« Come get some! », « Let’s rock! » ou « What are you waiting for? Christmas ? ». Autant de répliques cultes tirées du même jeu, prononcées par le même personnage… Et quel personnage ! Duke Nukem et plus précisément Duke Nukem 3D rappellera des souvenirs à plus d’un joueur tant le titre a fait l’effet d’une bombe dans le paysage bien lisse du jeu vidéo. Action et second degré, que demander de plus ?
Aux antipodes de la bataille des téraflops, de la 4K et des 60 fps, NEO•Classics vous propose un retour vers les origines du jeu vidéo. Du titre 2D en gros pixels au moins lointain jeu à la 3D hésitante, cette chronique vous invite à (re)découvrir les pépites vidéoludiques qui ont ouvert le monde au 10e art...

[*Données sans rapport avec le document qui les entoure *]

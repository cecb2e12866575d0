//! Fatal process signals handled by the crash manager.

use std::fmt;

/// A fatal signal the crash manager installs a handler for
///
/// These are the synchronous "the process cannot continue" signals. The raw
/// numbers come from `libc` so they match the running platform (for example
/// `SIGBUS` is 7 on Linux and 10 on macOS).
///
/// ## Example
///
/// ```rust
/// use crashwatch_core::types::FatalSignal;
///
/// let signal = FatalSignal::ArithmeticFault;
/// assert_eq!(signal.name(), "SIGFPE");
/// assert_eq!(FatalSignal::from_raw(signal.raw()), Some(signal));
/// ```
#[derive(Debug, Clone, Copy, PartialEq, Eq, Hash)]
pub enum FatalSignal
{
    /// `SIGILL` - illegal instruction
    IllegalInstruction,
    /// `SIGBUS` - bus error (misaligned or unmapped physical access)
    BusError,
    /// `SIGSEGV` - segmentation violation (invalid memory reference)
    SegmentationViolation,
    /// `SIGFPE` - erroneous arithmetic operation
    ArithmeticFault,
    /// `SIGABRT` - abnormal termination, usually from `abort()`
    Abort,
    /// `SIGTRAP` - trace/breakpoint trap
    Trap,
}

impl FatalSignal
{
    /// Every signal the manager installs a handler for, in installation order.
    pub const ALL: [FatalSignal; 6] = [
        FatalSignal::IllegalInstruction,
        FatalSignal::BusError,
        FatalSignal::SegmentationViolation,
        FatalSignal::ArithmeticFault,
        FatalSignal::Abort,
        FatalSignal::Trap,
    ];

    /// Platform signal number.
    #[cfg(unix)]
    pub const fn raw(self) -> i32
    {
        match self {
            FatalSignal::IllegalInstruction => libc::SIGILL,
            FatalSignal::BusError => libc::SIGBUS,
            FatalSignal::SegmentationViolation => libc::SIGSEGV,
            FatalSignal::ArithmeticFault => libc::SIGFPE,
            FatalSignal::Abort => libc::SIGABRT,
            FatalSignal::Trap => libc::SIGTRAP,
        }
    }

    /// Platform signal number (POSIX numbering where the platform has none).
    #[cfg(not(unix))]
    pub const fn raw(self) -> i32
    {
        match self {
            FatalSignal::IllegalInstruction => 4,
            FatalSignal::BusError => 10,
            FatalSignal::SegmentationViolation => 11,
            FatalSignal::ArithmeticFault => 8,
            FatalSignal::Abort => 6,
            FatalSignal::Trap => 5,
        }
    }

    /// Look up a fatal signal by its platform number.
    pub fn from_raw(raw: i32) -> Option<Self>
    {
        Self::ALL.into_iter().find(|signal| signal.raw() == raw)
    }

    /// Position of this signal in [`FatalSignal::ALL`].
    pub(crate) const fn slot(self) -> usize
    {
        match self {
            FatalSignal::IllegalInstruction => 0,
            FatalSignal::BusError => 1,
            FatalSignal::SegmentationViolation => 2,
            FatalSignal::ArithmeticFault => 3,
            FatalSignal::Abort => 4,
            FatalSignal::Trap => 5,
        }
    }

    /// Symbolic name, e.g. `SIGSEGV`.
    pub const fn name(self) -> &'static str
    {
        match self {
            FatalSignal::IllegalInstruction => "SIGILL",
            FatalSignal::BusError => "SIGBUS",
            FatalSignal::SegmentationViolation => "SIGSEGV",
            FatalSignal::ArithmeticFault => "SIGFPE",
            FatalSignal::Abort => "SIGABRT",
            FatalSignal::Trap => "SIGTRAP",
        }
    }

    /// Short human-readable description.
    pub const fn description(self) -> &'static str
    {
        match self {
            FatalSignal::IllegalInstruction => "illegal instruction",
            FatalSignal::BusError => "bus error",
            FatalSignal::SegmentationViolation => "segmentation violation",
            FatalSignal::ArithmeticFault => "arithmetic fault",
            FatalSignal::Abort => "abort",
            FatalSignal::Trap => "trace trap",
        }
    }

    /// Whether this signal can report a thread running off its stack, and so
    /// needs to be handled on an alternate stack.
    pub const fn may_be_stack_overflow(self) -> bool
    {
        matches!(self, FatalSignal::SegmentationViolation | FatalSignal::BusError)
    }

    /// Whether the kernel reports a meaningful faulting address in `si_addr`.
    pub const fn reports_fault_address(self) -> bool
    {
        matches!(
            self,
            FatalSignal::SegmentationViolation | FatalSignal::BusError | FatalSignal::IllegalInstruction | FatalSignal::ArithmeticFault
        )
    }
}

impl fmt::Display for FatalSignal
{
    fn fmt(&self, f: &mut fmt::Formatter<'_>) -> fmt::Result
    {
        write!(f, "signal {} ({}: {})", self.raw(), self.name(), self.description())
    }
}
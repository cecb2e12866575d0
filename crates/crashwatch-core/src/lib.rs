//! # crashwatch-core
//!
//! In-process crash capture for Rust programs.
//!
//! This crate provides:
//! - Handlers for fatal signals (`SIGILL`, `SIGBUS`, `SIGSEGV`, `SIGFPE`,
//!   `SIGABRT`, `SIGTRAP`) and a panic hook
//! - Stack capture and symbolization into [`StackTraceEntry`] values
//! - "Intelligent" traces that drop the capture machinery's own frames
//! - A persisted plain-text crash report and an optional [`CrashDelegate`]
//!   callback
//!
//! The process still terminates exactly as it would without this crate:
//! handlers record, then hand the failure back to whatever was installed
//! before.
//!
//! ## Why unsafe code is needed
//!
//! Installing signal handlers (`sigaction`), looking up loaded images
//! (`dladdr`) and re-raising signals (`raise`) are libc calls with no safe
//! wrapper. The handler itself runs in async-signal context, which Rust's
//! type system cannot describe. These calls are confined to `handler` and
//! `tracer::source`.
//!
//! ## Example
//!
//! ```rust,no_run
//! use crashwatch_core::CrashManager;
//!
//! let manager = CrashManager::shared();
//! manager.manage_crashes()?;
//! # Ok::<(), crashwatch_core::CrashError>(())
//! ```

#![allow(unsafe_code)] // Required for sigaction, dladdr and raise

pub mod config;
pub mod error;
mod handler;
pub mod manager;
pub mod prelude;
pub mod report;
pub mod store;
pub mod tracer;
pub mod types;

pub use config::CrashConfig;
// Re-export commonly used types
pub use error::{CrashError, CrashResult};
pub use manager::{CrashDelegate, CrashManager, CrashManagerBuilder};
pub use report::CrashReport;
pub use store::{FileReportStore, ReportStore};
pub use tracer::{NativeStackSource, StackSource, StackTracer, SyntheticStackSource};
pub use types::{FailureIdentity, FatalSignal, StackTraceEntry};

Alors que des personnages emblématiques comme Sonic ou, bien sûr, Mario, restent aujourd’hui encore très populaires, l’inénarrable Duke Nukem ne parlera peut-être à tous les lecteurs de cette chronique. Il a pourtant marqué son temps et, à sa sortie en 1996, on peut dire sans hésiter qu’il a révolutionné le genre du first person shooter.
Un genre encore naissant qui était jusque-là dominé de la tête et des épaules par un studio – id Software – et un jeu, un certain DOOM. Prenant tout le monde par surprise, le trio de 3D Realms (George Broussard, Scott Miller et Todd Replogle) ont donné un magnifique coup de pied dans la fourmilière alors « Hail to the King, baby! ».
« It's time to kick ass and chew bubble gum… And I'm all out of gum »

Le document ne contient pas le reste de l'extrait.